Carlson’s footage would soon directly contradict statements made by officials in Washington. Homeland Security Secretary Kristi Noem initially claimed that Pretti had “brandished” a weapon, and White House Advisor Stephen Miller called the veterans affairs ICU nurse a “would-be assassin.”

But Carlson’s video, recorded from just feet away, captured no such threats – Pretti never drew his firearm, and Carlson didn’t even realize he had one.

In fact, she says that Pretti was the one who was “assassinated.”

“It was an assassination, in full view, in the middle of the streets, of somebody who has served our country and continued to at the Veterans hospital” she told Cooper. “Nobody should have to worry about being assassinated in their streets, especially in America.”

“Did I think I was going to be filming a murder? No. An assassination?

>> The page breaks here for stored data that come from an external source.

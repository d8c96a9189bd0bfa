use color_eyre::{eyre::eyre, Result};
use serde::Deserialize;
use std::path::{Path, PathBuf};
use url::Url;

use crate::cache::{Route, Router, Rule, Strategy};
use crate::db::StoreLocation;

#[derive(Debug, Clone, Deserialize)]
#[serde(default)]
pub struct Config {
  /// Origin the app is served from; relative URLs resolve against it
  pub origin: String,
  pub cache: CacheConfig,
  pub store: StoreConfig,
  pub routing: RoutingConfig,
  pub network: NetworkConfig,
  pub logging: LoggingConfig,
}

#[derive(Debug, Clone, Deserialize)]
#[serde(default)]
pub struct CacheConfig {
  /// Versioned bucket name; any other bucket is purged on activation
  pub bucket: String,
  /// App-shell URLs cached at install time
  pub core_assets: Vec<String>,
  /// Page served when a navigation fails and is not cached
  pub offline_url: String,
  /// Cache database file (default: <data_dir>/shellcache/cache.db)
  pub path: Option<PathBuf>,
}

#[derive(Debug, Clone, Deserialize)]
#[serde(default)]
pub struct StoreConfig {
  /// Payload database name
  pub name: String,
  /// Schema version; raising it upgrades the store on next open
  pub version: u32,
  pub object_store: String,
  /// Directory holding the payload database (default: <data_dir>/shellcache)
  pub dir: Option<PathBuf>,
}

#[derive(Debug, Clone, Deserialize)]
#[serde(default)]
pub struct RoutingConfig {
  /// Endpoint answered network-first. Only origin and path are compared.
  pub api_match: String,
  /// Replaces the standard routing table when set
  pub routes: Option<Vec<RouteConfig>>,
  /// Strategy for requests no route matches
  pub fallback: Strategy,
}

/// One routing rule. Exactly one of the match fields must be set.
#[derive(Debug, Clone, Deserialize)]
pub struct RouteConfig {
  pub strategy: Strategy,
  #[serde(default)]
  pub origin_path: Option<String>,
  #[serde(default)]
  pub navigate: bool,
  #[serde(default)]
  pub path_prefix: Option<String>,
}

#[derive(Debug, Clone, Default, Deserialize)]
#[serde(default)]
pub struct NetworkConfig {
  /// Per-request timeout; unset means wait as long as the network does
  pub timeout_secs: Option<u64>,
}

#[derive(Debug, Clone, Default, Deserialize)]
#[serde(default)]
pub struct LoggingConfig {
  /// Write logs to this file instead of stderr
  pub file: Option<PathBuf>,
}

impl Default for Config {
  fn default() -> Self {
    Self {
      origin: "http://localhost:3000".to_string(),
      cache: CacheConfig::default(),
      store: StoreConfig::default(),
      routing: RoutingConfig::default(),
      network: NetworkConfig::default(),
      logging: LoggingConfig::default(),
    }
  }
}

impl Default for CacheConfig {
  fn default() -> Self {
    Self {
      bucket: "ticketing-shell-v1".to_string(),
      core_assets: ["/", "/login", "/events", "/images/logo.png"]
        .into_iter()
        .map(String::from)
        .collect(),
      offline_url: "/offline".to_string(),
      path: None,
    }
  }
}

impl Default for StoreConfig {
  fn default() -> Self {
    Self {
      name: "ticketing-offline".to_string(),
      version: 1,
      object_store: "api-responses".to_string(),
      dir: None,
    }
  }
}

impl Default for RoutingConfig {
  fn default() -> Self {
    Self {
      api_match: "https://localhost:3000/events".to_string(),
      routes: None,
      fallback: Strategy::Dynamic,
    }
  }
}

fn parse_absolute(s: &str) -> Result<Url> {
  Url::parse(s).map_err(|e| eyre!("Invalid URL {}: {}", s, e))
}

impl RouteConfig {
  fn to_route(&self) -> Result<Route> {
    let rule = match (&self.origin_path, self.navigate, &self.path_prefix) {
      (Some(url), false, None) => Rule::OriginPath(parse_absolute(url)?),
      (None, true, None) => Rule::Navigate,
      (None, false, Some(prefix)) => Rule::PathPrefix(prefix.clone()),
      _ => {
        return Err(eyre!(
          "Route for {} must set exactly one of origin_path, navigate, path_prefix",
          self.strategy
        ))
      }
    };

    Ok(Route {
      rule,
      strategy: self.strategy,
    })
  }
}

impl Config {
  /// Load configuration from file.
  ///
  /// Search order:
  /// 1. Explicit path if provided
  /// 2. ./shellcache.yaml (current directory)
  /// 3. $XDG_CONFIG_HOME/shellcache/config.yaml
  ///
  /// Falls back to built-in defaults when no file is found.
  pub fn load(explicit_path: Option<&Path>) -> Result<Self> {
    let path = if let Some(p) = explicit_path {
      if p.exists() {
        Some(p.to_path_buf())
      } else {
        return Err(eyre!("Config file not found: {}", p.display()));
      }
    } else {
      Self::find_config_file()
    };

    let config = match path {
      Some(p) => Self::load_from_path(&p)?,
      None => Self::default(),
    };

    config.with_env_overrides()?.validated()
  }

  fn find_config_file() -> Option<PathBuf> {
    // Check current directory
    let local = PathBuf::from("shellcache.yaml");
    if local.exists() {
      return Some(local);
    }

    // Check XDG config directory
    if let Some(config_dir) = dirs::config_dir() {
      let xdg_path = config_dir.join("shellcache").join("config.yaml");
      if xdg_path.exists() {
        return Some(xdg_path);
      }
    }

    None
  }

  fn load_from_path(path: &Path) -> Result<Self> {
    let contents = std::fs::read_to_string(path)
      .map_err(|e| eyre!("Failed to read config file {}: {}", path.display(), e))?;

    Self::parse(&contents)
      .map_err(|e| eyre!("Failed to parse config file {}: {}", path.display(), e))
  }

  pub fn parse(contents: &str) -> Result<Self> {
    let config: Config = serde_yaml::from_str(contents)?;
    Ok(config)
  }

  /// Apply `SHELLCACHE_ORIGIN` if set.
  fn with_env_overrides(mut self) -> Result<Self> {
    if let Ok(origin) = std::env::var("SHELLCACHE_ORIGIN") {
      self.origin = origin;
    }
    Ok(self)
  }

  /// Reject configurations the worker cannot run with.
  pub fn validated(self) -> Result<Self> {
    if self.cache.bucket.trim().is_empty() {
      return Err(eyre!("cache.bucket must not be empty"));
    }
    if self.store.version == 0 {
      return Err(eyre!("store.version must be at least 1"));
    }
    if self.store.name.trim().is_empty() || self.store.object_store.trim().is_empty() {
      return Err(eyre!("store.name and store.object_store must not be empty"));
    }
    self.origin_url()?;
    self.core_asset_urls()?;
    self.offline_url()?;
    self.router()?;
    Ok(self)
  }

  pub fn origin_url(&self) -> Result<Url> {
    parse_absolute(&self.origin)
  }

  /// Resolve a path or absolute URL against the origin.
  pub fn resolve(&self, target: &str) -> Result<Url> {
    self
      .origin_url()?
      .join(target)
      .map_err(|e| eyre!("Invalid URL {}: {}", target, e))
  }

  pub fn core_asset_urls(&self) -> Result<Vec<Url>> {
    self
      .cache
      .core_assets
      .iter()
      .map(|asset| self.resolve(asset))
      .collect()
  }

  pub fn offline_url(&self) -> Result<Url> {
    self.resolve(&self.cache.offline_url)
  }

  pub fn router(&self) -> Result<Router> {
    match &self.routing.routes {
      Some(routes) => {
        let routes = routes
          .iter()
          .map(RouteConfig::to_route)
          .collect::<Result<Vec<_>>>()?;
        Ok(Router::new(routes, self.routing.fallback))
      }
      None => Ok(Router::standard(parse_absolute(&self.routing.api_match)?)),
    }
  }

  fn data_dir() -> Result<PathBuf> {
    let data_dir = dirs::data_dir()
      .or_else(|| dirs::home_dir().map(|p| p.join(".local/share")))
      .ok_or_else(|| eyre!("Could not determine data directory"))?;

    Ok(data_dir.join("shellcache"))
  }

  pub fn cache_db_path(&self) -> Result<PathBuf> {
    match &self.cache.path {
      Some(path) => Ok(path.clone()),
      None => Ok(Self::data_dir()?.join("cache.db")),
    }
  }

  pub fn store_location(&self) -> Result<StoreLocation> {
    let dir = match &self.store.dir {
      Some(dir) => dir.clone(),
      None => Self::data_dir()?,
    };
    Ok(StoreLocation::Dir(dir))
  }
}

#[cfg(test)]
mod tests {
  use super::*;
  use crate::http::Request;

  #[test]
  fn test_defaults() {
    let config = Config::default().validated().unwrap();

    assert_eq!(config.cache.bucket, "ticketing-shell-v1");
    assert_eq!(
      config
        .core_asset_urls()
        .unwrap()
        .iter()
        .map(Url::as_str)
        .collect::<Vec<_>>(),
      vec![
        "http://localhost:3000/",
        "http://localhost:3000/login",
        "http://localhost:3000/events",
        "http://localhost:3000/images/logo.png",
      ]
    );
    assert_eq!(config.offline_url().unwrap().as_str(), "http://localhost:3000/offline");
    assert_eq!(config.routing.api_match, "https://localhost:3000/events");
    assert_eq!(config.network.timeout_secs, None);
  }

  #[test]
  fn test_partial_yaml_keeps_other_defaults() {
    let config = Config::parse(
      r#"
origin: https://tickets.example.com
cache:
  bucket: ticketing-shell-v7
routing:
  api_match: https://api.example.com/events
"#,
    )
    .unwrap()
    .validated()
    .unwrap();

    assert_eq!(config.cache.bucket, "ticketing-shell-v7");
    assert_eq!(config.cache.core_assets.len(), 4);
    assert_eq!(config.store.name, "ticketing-offline");
    assert_eq!(
      config.core_asset_urls().unwrap()[1].as_str(),
      "https://tickets.example.com/login"
    );

    let router = config.router().unwrap();
    let request = Request::get(Url::parse("https://api.example.com/events?x=1").unwrap());
    assert_eq!(router.classify(&request), Strategy::NetworkFirst);
  }

  #[test]
  fn test_custom_routes() {
    let config = Config::parse(
      r#"
routing:
  routes:
    - path_prefix: /api/
      strategy: network_first
    - navigate: true
      strategy: cache_first
  fallback: dynamic
"#,
    )
    .unwrap();

    let router = config.router().unwrap();
    assert_eq!(router.routes().len(), 2);
    assert_eq!(router.routes()[0].rule, Rule::PathPrefix("/api/".to_string()));

    let request = Request::get(Url::parse("http://localhost:3000/api/events").unwrap());
    assert_eq!(router.classify(&request), Strategy::NetworkFirst);
  }

  #[test]
  fn test_ambiguous_route_rejected() {
    let config = Config::parse(
      r#"
routing:
  routes:
    - path_prefix: /api/
      navigate: true
      strategy: network_first
"#,
    )
    .unwrap();

    assert!(config.validated().is_err());
  }

  #[test]
  fn test_relative_origin_rejected() {
    let config = Config::parse("origin: not a url\n").unwrap();
    assert!(config.validated().is_err());
  }

  #[test]
  fn test_zero_store_version_rejected() {
    let config = Config::parse("store:\n  version: 0\n").unwrap();
    assert!(config.validated().is_err());
  }

  #[test]
  fn test_explicit_missing_path_is_error() {
    let result = Config::load(Some(Path::new("/definitely/not/here.yaml")));
    assert!(result.is_err());
  }

  #[test]
  fn test_load_from_file() {
    let dir = tempfile::tempdir().unwrap();
    let path = dir.path().join("shellcache.yaml");
    std::fs::write(&path, "cache:\n  offline_url: /offline.html\n").unwrap();

    let config = Config::load(Some(&path)).unwrap();

    assert_eq!(config.cache.offline_url, "/offline.html");
  }
}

No,” she added.

‘We all have to be brave’

As her video went viral, it ignited a public outcry that challenged claims made by Trump’s administration and led to the removal of Gregory Bovino, the Border Patrol official who oversaw militarized immigration operations across Minneapolis.

“I knew that this was a moment, and we all have to be brave, and we all have to take risks, and we’re all going to be given moments to make that decision,” Carlson told Cooper of her decision to record, despite the risk involved.

She added, “And I’m grateful to myself and I’m grateful to anybody who was supportive to me after, to make sure I could get to safety and get that video uploaded to the right people.”

Her decision to record, and to stay, ensured that one of the most consequential moments in recent memory wasn’t left to interpretation – it was seen, and it was heard.